Scan the listing below for the word "cecl" and copy every line where it occurs.
━━━ THE RECORDS
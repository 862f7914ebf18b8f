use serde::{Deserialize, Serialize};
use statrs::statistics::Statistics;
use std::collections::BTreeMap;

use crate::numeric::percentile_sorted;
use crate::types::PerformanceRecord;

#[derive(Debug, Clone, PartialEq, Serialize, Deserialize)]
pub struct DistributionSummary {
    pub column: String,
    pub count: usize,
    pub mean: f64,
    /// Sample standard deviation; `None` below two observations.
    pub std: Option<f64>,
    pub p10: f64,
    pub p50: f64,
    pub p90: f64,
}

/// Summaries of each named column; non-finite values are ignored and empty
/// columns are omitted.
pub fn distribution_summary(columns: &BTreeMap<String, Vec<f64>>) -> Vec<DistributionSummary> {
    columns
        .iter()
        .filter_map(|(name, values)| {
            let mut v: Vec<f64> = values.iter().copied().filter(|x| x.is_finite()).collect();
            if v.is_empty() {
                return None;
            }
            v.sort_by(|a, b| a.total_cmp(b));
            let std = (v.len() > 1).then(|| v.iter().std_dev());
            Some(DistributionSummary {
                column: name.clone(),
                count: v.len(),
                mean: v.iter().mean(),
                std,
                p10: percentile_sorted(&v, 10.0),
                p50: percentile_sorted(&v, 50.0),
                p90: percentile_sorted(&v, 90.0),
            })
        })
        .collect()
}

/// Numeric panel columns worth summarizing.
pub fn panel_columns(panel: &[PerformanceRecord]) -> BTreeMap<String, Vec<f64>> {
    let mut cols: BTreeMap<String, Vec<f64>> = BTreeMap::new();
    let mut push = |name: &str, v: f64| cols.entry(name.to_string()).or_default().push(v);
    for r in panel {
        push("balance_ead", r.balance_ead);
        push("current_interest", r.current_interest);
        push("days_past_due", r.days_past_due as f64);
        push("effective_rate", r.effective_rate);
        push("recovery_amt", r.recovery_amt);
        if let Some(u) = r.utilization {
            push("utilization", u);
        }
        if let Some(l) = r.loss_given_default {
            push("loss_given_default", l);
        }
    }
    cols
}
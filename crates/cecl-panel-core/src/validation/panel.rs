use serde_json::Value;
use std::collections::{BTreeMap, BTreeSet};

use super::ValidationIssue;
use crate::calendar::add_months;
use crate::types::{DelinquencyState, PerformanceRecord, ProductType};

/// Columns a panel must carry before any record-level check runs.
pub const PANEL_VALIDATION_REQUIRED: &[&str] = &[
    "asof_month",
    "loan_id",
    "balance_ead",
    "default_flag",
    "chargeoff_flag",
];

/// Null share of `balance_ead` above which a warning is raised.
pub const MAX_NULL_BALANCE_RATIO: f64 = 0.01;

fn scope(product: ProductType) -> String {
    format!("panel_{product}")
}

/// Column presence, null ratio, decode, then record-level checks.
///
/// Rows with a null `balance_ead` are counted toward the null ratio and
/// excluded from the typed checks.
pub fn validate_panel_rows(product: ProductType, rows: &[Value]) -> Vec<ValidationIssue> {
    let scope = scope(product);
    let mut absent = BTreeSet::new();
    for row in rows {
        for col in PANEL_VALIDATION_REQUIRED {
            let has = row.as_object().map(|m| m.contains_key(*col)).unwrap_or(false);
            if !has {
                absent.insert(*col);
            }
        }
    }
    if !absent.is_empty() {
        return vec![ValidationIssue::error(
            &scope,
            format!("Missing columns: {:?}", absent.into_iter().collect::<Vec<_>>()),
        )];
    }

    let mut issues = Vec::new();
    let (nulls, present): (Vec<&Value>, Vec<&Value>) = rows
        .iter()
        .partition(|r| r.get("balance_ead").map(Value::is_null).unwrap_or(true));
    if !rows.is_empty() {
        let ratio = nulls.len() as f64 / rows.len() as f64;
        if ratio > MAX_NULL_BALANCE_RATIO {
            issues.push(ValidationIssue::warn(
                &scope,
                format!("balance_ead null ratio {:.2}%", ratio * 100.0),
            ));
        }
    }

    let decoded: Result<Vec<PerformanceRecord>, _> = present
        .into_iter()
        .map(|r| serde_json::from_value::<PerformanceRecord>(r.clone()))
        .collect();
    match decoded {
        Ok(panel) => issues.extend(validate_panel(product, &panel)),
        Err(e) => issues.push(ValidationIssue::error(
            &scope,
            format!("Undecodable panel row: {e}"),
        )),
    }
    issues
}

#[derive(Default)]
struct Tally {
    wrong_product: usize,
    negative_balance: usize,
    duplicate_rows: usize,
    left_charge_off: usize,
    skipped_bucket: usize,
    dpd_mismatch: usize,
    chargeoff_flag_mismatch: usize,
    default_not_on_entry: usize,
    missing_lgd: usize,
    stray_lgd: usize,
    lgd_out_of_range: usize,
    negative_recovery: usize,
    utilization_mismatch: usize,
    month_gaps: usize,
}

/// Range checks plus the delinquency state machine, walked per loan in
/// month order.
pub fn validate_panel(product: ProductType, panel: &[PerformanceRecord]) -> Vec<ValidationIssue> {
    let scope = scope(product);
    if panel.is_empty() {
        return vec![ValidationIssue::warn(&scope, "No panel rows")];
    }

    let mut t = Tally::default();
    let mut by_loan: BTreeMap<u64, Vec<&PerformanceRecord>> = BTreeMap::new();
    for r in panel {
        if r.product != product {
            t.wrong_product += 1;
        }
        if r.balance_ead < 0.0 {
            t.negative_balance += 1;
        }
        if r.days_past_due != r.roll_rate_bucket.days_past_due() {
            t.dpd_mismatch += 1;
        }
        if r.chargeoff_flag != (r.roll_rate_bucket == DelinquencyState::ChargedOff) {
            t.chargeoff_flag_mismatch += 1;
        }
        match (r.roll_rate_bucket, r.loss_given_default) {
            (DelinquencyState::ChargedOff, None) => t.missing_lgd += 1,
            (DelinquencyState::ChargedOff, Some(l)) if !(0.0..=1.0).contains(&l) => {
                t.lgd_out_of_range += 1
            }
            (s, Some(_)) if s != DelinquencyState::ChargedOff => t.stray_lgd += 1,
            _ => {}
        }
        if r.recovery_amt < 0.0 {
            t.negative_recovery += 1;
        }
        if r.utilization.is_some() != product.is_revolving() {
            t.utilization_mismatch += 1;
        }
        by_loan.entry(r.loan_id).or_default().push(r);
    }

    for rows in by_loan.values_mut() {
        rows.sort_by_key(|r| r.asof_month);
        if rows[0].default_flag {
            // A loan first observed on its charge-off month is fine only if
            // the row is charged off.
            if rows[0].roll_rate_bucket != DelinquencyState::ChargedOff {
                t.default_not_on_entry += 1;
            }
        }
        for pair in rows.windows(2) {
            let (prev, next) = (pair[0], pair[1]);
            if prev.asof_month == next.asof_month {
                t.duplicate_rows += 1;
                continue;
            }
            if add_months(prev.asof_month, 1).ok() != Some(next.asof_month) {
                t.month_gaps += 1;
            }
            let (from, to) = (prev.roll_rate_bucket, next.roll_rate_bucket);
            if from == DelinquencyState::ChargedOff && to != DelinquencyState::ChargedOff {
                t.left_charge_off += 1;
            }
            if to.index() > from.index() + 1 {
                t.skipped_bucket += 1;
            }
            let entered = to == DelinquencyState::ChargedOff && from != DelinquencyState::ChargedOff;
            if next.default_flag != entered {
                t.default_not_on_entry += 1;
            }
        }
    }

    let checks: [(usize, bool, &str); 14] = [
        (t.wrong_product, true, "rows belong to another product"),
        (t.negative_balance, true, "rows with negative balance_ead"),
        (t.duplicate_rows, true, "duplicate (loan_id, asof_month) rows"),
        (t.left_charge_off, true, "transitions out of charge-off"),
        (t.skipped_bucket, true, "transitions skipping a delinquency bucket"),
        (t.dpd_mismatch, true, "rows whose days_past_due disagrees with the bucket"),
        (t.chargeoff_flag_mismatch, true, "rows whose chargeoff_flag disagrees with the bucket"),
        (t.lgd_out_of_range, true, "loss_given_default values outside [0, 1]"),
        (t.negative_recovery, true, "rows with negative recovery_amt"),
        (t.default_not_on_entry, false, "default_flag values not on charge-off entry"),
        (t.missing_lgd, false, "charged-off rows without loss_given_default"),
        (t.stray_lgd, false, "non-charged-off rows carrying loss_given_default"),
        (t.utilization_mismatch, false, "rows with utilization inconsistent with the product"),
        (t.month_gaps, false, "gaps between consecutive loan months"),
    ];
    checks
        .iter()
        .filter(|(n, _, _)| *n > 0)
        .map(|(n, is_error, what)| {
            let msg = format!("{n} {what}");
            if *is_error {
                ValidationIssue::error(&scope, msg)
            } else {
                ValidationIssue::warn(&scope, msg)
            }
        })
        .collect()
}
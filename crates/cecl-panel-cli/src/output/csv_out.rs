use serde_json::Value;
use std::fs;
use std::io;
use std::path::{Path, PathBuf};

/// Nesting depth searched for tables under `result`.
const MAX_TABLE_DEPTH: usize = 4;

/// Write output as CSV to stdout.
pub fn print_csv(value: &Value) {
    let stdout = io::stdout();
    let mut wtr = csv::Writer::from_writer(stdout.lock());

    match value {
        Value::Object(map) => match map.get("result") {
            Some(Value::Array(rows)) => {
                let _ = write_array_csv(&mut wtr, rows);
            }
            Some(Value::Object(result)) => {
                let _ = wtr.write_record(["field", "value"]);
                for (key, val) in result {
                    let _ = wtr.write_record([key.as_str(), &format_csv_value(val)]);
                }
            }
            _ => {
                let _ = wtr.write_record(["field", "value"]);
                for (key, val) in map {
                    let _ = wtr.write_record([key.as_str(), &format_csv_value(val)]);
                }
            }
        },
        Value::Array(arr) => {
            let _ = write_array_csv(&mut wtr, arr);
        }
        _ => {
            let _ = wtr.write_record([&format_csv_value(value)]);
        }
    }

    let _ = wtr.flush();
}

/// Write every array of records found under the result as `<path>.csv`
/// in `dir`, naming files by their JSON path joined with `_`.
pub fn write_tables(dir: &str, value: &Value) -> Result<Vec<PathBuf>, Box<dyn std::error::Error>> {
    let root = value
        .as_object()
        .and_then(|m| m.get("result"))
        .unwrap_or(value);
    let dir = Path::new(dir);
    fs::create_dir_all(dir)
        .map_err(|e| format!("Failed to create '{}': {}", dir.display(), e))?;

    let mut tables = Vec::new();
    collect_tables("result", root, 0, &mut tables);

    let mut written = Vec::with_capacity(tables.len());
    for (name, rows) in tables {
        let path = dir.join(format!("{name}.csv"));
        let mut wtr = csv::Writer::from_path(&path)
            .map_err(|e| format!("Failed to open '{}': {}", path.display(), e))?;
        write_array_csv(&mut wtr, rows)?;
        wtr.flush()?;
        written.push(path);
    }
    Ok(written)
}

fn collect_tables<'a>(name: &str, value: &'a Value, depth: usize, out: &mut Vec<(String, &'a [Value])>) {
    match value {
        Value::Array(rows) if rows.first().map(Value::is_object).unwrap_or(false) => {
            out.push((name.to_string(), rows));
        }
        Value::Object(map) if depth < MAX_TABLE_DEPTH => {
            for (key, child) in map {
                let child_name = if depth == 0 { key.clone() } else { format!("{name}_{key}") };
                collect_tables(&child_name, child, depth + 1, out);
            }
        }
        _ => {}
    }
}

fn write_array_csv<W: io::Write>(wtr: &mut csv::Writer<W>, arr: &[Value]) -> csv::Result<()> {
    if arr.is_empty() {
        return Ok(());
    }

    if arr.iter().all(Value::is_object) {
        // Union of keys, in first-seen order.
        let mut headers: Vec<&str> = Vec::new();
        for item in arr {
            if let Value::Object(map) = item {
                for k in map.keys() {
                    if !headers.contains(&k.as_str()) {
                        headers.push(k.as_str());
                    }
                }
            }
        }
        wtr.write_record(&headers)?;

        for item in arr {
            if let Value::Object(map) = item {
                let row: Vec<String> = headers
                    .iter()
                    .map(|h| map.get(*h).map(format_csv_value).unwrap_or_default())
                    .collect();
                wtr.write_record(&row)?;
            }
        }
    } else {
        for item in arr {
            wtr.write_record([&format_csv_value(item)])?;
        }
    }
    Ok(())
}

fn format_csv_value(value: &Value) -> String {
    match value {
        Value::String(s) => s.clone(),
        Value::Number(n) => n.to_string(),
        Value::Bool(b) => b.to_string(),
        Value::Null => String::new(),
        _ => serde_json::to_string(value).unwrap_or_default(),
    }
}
━━━━━━
EXERCISE SOLUTION -
filename crates/cecl-panel-core/src/validation/panel.rs
filename crates/cecl-panel-cli/src/output/csv_out.rs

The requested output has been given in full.